BEGIN
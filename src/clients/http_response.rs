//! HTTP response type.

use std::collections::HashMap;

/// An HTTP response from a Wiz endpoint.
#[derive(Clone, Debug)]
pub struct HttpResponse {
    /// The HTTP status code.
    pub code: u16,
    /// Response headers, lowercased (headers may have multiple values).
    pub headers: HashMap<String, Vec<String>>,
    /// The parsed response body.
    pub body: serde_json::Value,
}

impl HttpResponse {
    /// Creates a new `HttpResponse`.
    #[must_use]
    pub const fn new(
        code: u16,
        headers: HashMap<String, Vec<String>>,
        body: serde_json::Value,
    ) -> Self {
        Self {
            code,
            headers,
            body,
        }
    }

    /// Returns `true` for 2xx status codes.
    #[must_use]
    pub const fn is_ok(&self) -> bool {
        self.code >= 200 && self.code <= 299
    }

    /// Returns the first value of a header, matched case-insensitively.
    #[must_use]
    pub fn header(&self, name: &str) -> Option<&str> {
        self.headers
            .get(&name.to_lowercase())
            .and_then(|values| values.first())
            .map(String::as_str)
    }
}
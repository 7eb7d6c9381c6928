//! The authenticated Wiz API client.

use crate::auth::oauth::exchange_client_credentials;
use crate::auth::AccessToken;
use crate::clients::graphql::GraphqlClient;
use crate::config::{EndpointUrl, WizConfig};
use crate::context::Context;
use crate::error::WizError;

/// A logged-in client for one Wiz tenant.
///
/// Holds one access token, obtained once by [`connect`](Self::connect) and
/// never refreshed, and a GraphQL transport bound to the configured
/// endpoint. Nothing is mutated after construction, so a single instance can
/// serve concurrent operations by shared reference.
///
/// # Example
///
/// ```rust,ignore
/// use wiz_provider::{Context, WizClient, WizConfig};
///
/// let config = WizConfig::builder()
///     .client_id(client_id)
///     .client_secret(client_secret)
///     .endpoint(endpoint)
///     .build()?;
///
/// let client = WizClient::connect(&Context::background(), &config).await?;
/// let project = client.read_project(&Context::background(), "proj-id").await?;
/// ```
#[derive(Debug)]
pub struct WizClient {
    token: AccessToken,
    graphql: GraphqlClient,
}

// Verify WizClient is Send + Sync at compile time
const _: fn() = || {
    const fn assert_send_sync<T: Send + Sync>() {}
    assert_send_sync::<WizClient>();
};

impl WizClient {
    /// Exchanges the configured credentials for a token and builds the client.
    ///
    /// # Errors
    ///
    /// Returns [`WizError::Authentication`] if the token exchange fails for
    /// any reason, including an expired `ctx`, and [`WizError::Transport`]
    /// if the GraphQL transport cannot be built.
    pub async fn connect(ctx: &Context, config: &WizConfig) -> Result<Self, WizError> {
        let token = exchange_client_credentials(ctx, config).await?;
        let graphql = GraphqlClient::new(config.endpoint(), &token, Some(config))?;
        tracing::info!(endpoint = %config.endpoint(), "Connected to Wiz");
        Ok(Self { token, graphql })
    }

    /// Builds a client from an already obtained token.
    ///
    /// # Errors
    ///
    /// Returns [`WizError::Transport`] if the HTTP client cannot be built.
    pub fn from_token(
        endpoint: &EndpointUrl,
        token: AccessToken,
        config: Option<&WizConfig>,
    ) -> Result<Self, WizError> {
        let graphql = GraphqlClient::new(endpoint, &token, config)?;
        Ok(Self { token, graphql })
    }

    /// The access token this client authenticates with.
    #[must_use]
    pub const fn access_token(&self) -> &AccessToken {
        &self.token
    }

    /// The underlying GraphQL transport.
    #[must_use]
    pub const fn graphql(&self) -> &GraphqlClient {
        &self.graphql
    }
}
END
▸ Work to be completed
Note each line of the material holding "String" and copy it out.

▸ Answer to the exercise
    pub headers: HashMap<String, Vec<String>>,
        headers: HashMap<String, Vec<String>>,
            .map(String::as_str)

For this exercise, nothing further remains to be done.